Sadly, of John Lucarotti's contributions to Doctor Who, only one story remains. But if the calibre of writing and acting in The Aztecs are anything to go by, Marco Polo and The Massacre would have been excellent. The remaining photographs from these two stories are tantalizing glimpses of what we might have been able to enjoy. I for one would gladly trade a good deal of the greatly overrated Patrick Troughton era for the sight of Susan in the Cave of Five Hundred Eyes, or of the Doctor, Ian, Susan and Barbara at the palace of Kublai Khan. Or to see William Hartnell's reputedly scene-chewing performance as the Abbot of Amboise with such British greats as Joan Young and Andre Morell in The Massacre, which I think would have us all re-evaluating our opinions of Hartnell as an actor. So it is to The Aztecs we must look as an indication of John Lucarotti's contribution to Doctor Who.

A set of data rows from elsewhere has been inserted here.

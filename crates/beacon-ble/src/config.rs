//! Advertiser configuration

use std::time::Duration;

// ----------------------------------------------------------------------------
// Configuration
// ----------------------------------------------------------------------------

/// Configuration for the advertising controller and its platform backend
#[derive(Debug, Clone, PartialEq, serde::Serialize, serde::Deserialize)]
#[serde(default)]
pub struct AdvertiserConfig {
    /// Adapter to advertise on (Linux). `None` selects the default adapter.
    pub adapter_name: Option<String>,
    /// Power the adapter on at startup instead of waiting for the user to
    pub power_on_adapter: bool,
    /// Capacity of the controller's command mailbox
    pub mailbox_capacity: usize,
    /// Capacity of the session transition broadcast
    pub event_capacity: usize,
    /// How often the radio state is polled on platforms without callbacks
    pub radio_poll_interval: Duration,
    /// How long to wait for the platform to confirm advertising started
    pub start_confirmation_timeout: Duration,
}

impl Default for AdvertiserConfig {
    fn default() -> Self {
        Self {
            adapter_name: None,
            power_on_adapter: false,
            mailbox_capacity: 32,
            event_capacity: 64,
            radio_poll_interval: Duration::from_millis(250),
            start_confirmation_timeout: Duration::from_secs(5),
        }
    }
}

impl AdvertiserConfig {
    /// Create a new configuration with default settings
    pub fn new() -> Self {
        Self::default()
    }

    /// Select a specific adapter by name (e.g. `hci1`)
    pub fn with_adapter_name(mut self, name: impl Into<String>) -> Self {
        self.adapter_name = Some(name.into());
        self
    }

    /// Enable or disable powering the adapter on at startup
    pub fn with_power_on_adapter(mut self, enabled: bool) -> Self {
        self.power_on_adapter = enabled;
        self
    }

    /// Set the command mailbox capacity
    pub fn with_mailbox_capacity(mut self, capacity: usize) -> Self {
        self.mailbox_capacity = capacity;
        self
    }

    /// Set the transition broadcast capacity
    pub fn with_event_capacity(mut self, capacity: usize) -> Self {
        self.event_capacity = capacity;
        self
    }

    /// Set the radio poll interval
    pub fn with_radio_poll_interval(mut self, interval: Duration) -> Self {
        self.radio_poll_interval = interval;
        self
    }

    /// Set the start confirmation timeout
    pub fn with_start_confirmation_timeout(mut self, timeout: Duration) -> Self {
        self.start_confirmation_timeout = timeout;
        self
    }

    /// Check that capacities and intervals are usable
    pub fn validate(&self) -> Result<(), String> {
        if self.mailbox_capacity == 0 {
            return Err("mailbox capacity must be greater than 0".to_string());
        }
        if self.event_capacity == 0 {
            return Err("event capacity must be greater than 0".to_string());
        }
        if self.radio_poll_interval.is_zero() {
            return Err("radio poll interval must be greater than 0".to_string());
        }
        if self.start_confirmation_timeout < self.radio_poll_interval {
            return Err("start confirmation timeout must cover at least one poll".to_string());
        }
        Ok(())
    }
}

#[cfg(test)]
mod tests {
    use super::*;

    #[test]
    fn test_default_config_is_valid() {
        let config = AdvertiserConfig::default();
        assert!(config.validate().is_ok());
        assert!(config.adapter_name.is_none());
        assert!(!config.power_on_adapter);
    }

    #[test]
    fn test_builder_overrides() {
        let config = AdvertiserConfig::new()
            .with_adapter_name("hci1")
            .with_power_on_adapter(true)
            .with_mailbox_capacity(4);
        assert_eq!(config.adapter_name.as_deref(), Some("hci1"));
        assert!(config.power_on_adapter);
        assert_eq!(config.mailbox_capacity, 4);
    }

    #[test]
    fn test_invalid_capacities_rejected() {
        assert!(AdvertiserConfig::new().with_mailbox_capacity(0).validate().is_err());
        assert!(AdvertiserConfig::new().with_event_capacity(0).validate().is_err());
        assert!(AdvertiserConfig::new()
            .with_start_confirmation_timeout(Duration::from_millis(10))
            .validate()
            .is_err());
    }

    #[test]
    fn test_poll_interval_bounds_confirmation_timeout() {
        let config = AdvertiserConfig::new()
            .with_radio_poll_interval(Duration::from_millis(100))
            .with_start_confirmation_timeout(Duration::from_millis(100));
        assert_eq!(config.radio_poll_interval, Duration::from_millis(100));
        assert!(config.validate().is_ok());

        assert!(AdvertiserConfig::new()
            .with_radio_poll_interval(Duration::ZERO)
            .validate()
            .is_err());
        assert!(config
            .with_radio_poll_interval(Duration::from_millis(200))
            .validate()
            .is_err());
    }
}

In my opinion The Aztecs is the single greatest character drama in the programme's history. From Barbara's struggles with Autloc and Tlotoxl to stop the practice of human sacrifice, through the Doctor's charming dalliance with Cameca and Ian's encounters with the proud and ambitious Ixta, The Aztecs is glorious. The acting is uniformly brilliant and the historical setting vivid and compelling. Perhaps I am somewhat biased: the story does focus a great deal on one of my favourite companions, Barbara, and her realisation that taking part in history does not mean one can change it. John Lucarotti's excellent script is translated beautifully by the actors and the production team leading to a real high point in the series' history.

John Lucarotti contributed greatly to the development of Doctor Who in its early years, most particularly in developing the character interplay between the Doctor, Ian, Susan and Barbara, the result being that they were the most realistic and well rounded characters to inhabit the programme. It is regrettable that much of his contribution apparently no longer exists.

Sources:
The Avengers Programme Guide
Doctor Who - The Sixties
Doctor Who Programme Guide (3rd edition)
The Times obituaries early December 1994

This item appeared in TSV 42 (January 1995).